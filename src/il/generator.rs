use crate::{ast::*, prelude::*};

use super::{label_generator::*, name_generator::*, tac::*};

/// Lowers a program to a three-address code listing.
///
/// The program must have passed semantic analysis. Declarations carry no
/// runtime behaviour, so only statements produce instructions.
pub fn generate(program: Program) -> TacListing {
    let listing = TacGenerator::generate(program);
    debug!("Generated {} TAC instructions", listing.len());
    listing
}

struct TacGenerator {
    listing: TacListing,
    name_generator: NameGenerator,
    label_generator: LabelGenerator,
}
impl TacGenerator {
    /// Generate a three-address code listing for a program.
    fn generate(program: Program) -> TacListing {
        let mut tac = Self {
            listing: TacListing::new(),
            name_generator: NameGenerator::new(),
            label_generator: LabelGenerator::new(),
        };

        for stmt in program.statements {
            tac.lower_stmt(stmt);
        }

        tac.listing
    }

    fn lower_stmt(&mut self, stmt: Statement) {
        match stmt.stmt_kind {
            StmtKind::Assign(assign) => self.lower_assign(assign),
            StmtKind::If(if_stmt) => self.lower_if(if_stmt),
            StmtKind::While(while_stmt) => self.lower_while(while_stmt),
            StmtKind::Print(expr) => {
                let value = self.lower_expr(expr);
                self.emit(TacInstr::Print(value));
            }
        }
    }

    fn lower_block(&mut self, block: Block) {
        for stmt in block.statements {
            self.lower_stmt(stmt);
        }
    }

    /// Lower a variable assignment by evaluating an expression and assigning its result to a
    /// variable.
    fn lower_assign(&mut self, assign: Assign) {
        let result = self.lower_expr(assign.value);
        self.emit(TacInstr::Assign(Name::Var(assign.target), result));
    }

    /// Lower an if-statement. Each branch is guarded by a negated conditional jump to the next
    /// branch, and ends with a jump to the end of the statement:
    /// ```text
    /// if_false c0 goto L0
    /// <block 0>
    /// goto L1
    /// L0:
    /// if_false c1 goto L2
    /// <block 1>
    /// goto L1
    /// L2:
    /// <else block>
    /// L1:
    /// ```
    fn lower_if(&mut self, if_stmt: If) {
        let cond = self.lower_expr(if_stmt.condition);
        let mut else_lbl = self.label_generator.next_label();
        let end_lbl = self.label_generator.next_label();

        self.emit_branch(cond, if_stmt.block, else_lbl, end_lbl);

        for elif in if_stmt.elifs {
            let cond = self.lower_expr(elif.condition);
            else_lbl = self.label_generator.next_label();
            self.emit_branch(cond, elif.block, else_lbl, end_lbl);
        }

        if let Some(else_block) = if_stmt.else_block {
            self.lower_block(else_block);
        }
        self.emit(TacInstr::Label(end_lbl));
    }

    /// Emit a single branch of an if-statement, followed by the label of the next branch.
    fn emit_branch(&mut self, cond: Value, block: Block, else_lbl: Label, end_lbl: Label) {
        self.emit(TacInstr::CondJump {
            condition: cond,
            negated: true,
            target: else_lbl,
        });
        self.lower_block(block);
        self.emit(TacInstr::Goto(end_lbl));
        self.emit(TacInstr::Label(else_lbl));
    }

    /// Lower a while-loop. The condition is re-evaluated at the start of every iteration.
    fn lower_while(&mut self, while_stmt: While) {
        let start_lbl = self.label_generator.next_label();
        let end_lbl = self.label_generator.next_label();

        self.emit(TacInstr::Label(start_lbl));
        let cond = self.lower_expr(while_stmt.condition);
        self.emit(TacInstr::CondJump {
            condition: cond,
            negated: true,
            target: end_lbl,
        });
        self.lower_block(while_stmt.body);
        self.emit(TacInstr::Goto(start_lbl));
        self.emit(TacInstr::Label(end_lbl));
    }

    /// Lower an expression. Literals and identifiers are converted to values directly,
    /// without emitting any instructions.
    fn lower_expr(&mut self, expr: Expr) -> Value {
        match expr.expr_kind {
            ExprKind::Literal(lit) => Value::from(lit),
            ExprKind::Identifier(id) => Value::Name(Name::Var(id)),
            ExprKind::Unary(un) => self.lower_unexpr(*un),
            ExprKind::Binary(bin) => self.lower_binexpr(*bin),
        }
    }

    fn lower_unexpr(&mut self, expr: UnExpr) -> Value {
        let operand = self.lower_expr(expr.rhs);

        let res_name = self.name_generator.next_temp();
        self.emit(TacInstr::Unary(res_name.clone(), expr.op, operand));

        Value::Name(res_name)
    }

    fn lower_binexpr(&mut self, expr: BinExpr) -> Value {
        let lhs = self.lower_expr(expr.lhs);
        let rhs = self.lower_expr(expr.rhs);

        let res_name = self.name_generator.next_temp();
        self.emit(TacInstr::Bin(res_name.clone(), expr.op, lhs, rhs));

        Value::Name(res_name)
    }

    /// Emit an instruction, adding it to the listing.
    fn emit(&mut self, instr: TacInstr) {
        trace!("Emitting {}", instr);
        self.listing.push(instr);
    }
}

= = =

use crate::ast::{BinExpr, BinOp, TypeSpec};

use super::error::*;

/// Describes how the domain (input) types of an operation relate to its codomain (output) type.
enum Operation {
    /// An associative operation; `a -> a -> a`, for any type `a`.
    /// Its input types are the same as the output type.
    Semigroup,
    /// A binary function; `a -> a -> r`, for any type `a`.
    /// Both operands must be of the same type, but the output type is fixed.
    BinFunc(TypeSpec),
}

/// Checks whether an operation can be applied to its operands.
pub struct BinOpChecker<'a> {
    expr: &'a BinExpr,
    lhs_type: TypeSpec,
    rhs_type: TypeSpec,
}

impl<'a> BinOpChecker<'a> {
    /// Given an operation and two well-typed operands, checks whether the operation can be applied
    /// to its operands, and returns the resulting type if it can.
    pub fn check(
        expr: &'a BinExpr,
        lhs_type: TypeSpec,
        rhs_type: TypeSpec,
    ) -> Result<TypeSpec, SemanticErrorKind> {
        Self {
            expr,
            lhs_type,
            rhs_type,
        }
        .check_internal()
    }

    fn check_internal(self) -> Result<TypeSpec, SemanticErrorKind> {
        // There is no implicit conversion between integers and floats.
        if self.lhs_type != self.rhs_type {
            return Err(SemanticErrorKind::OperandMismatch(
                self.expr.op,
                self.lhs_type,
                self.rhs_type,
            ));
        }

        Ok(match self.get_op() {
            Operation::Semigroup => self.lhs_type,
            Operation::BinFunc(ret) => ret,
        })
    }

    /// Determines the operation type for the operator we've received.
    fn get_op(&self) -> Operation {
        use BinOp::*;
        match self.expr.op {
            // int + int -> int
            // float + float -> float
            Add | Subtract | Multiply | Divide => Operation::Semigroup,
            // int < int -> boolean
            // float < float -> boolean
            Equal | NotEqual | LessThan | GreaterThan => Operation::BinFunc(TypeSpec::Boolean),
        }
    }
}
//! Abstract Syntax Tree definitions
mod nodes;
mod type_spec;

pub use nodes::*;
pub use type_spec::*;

= = =

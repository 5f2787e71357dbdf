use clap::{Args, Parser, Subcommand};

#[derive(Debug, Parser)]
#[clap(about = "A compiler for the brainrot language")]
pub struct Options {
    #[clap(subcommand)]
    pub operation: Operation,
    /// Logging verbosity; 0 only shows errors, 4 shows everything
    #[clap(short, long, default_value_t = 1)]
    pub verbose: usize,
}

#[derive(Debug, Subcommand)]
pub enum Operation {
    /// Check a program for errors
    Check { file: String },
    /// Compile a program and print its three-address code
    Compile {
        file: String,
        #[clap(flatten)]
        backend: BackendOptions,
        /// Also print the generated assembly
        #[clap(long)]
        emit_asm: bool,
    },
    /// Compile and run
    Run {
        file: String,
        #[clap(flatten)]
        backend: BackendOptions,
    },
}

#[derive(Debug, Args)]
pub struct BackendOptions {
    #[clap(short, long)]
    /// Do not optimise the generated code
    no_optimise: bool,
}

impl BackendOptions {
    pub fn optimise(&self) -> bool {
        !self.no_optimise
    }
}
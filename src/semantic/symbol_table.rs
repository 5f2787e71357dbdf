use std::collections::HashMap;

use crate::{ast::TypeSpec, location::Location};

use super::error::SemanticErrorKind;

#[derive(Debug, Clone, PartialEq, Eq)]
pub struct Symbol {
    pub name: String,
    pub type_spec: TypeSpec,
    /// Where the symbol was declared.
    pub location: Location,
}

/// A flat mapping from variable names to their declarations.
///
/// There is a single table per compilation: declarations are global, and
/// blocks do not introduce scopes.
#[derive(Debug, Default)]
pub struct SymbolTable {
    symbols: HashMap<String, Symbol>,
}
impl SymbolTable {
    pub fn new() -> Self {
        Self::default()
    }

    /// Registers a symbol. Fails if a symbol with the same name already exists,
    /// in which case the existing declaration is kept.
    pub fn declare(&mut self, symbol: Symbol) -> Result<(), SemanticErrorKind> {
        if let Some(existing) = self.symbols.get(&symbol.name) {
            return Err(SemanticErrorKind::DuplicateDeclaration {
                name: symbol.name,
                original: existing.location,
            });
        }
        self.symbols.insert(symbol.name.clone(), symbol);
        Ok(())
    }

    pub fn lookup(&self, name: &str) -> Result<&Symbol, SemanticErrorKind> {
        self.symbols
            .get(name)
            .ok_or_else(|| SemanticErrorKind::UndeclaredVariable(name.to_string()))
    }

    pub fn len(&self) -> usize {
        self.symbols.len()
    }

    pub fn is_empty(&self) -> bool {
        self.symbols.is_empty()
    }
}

= = =

When a line in the data holds the word "crate", show that line.

use crate::{ast::*, prelude::*};
use crate::ast::{BinExpr, BinOp, TypeSpec};
use crate::{ast::TypeSpec, location::Location};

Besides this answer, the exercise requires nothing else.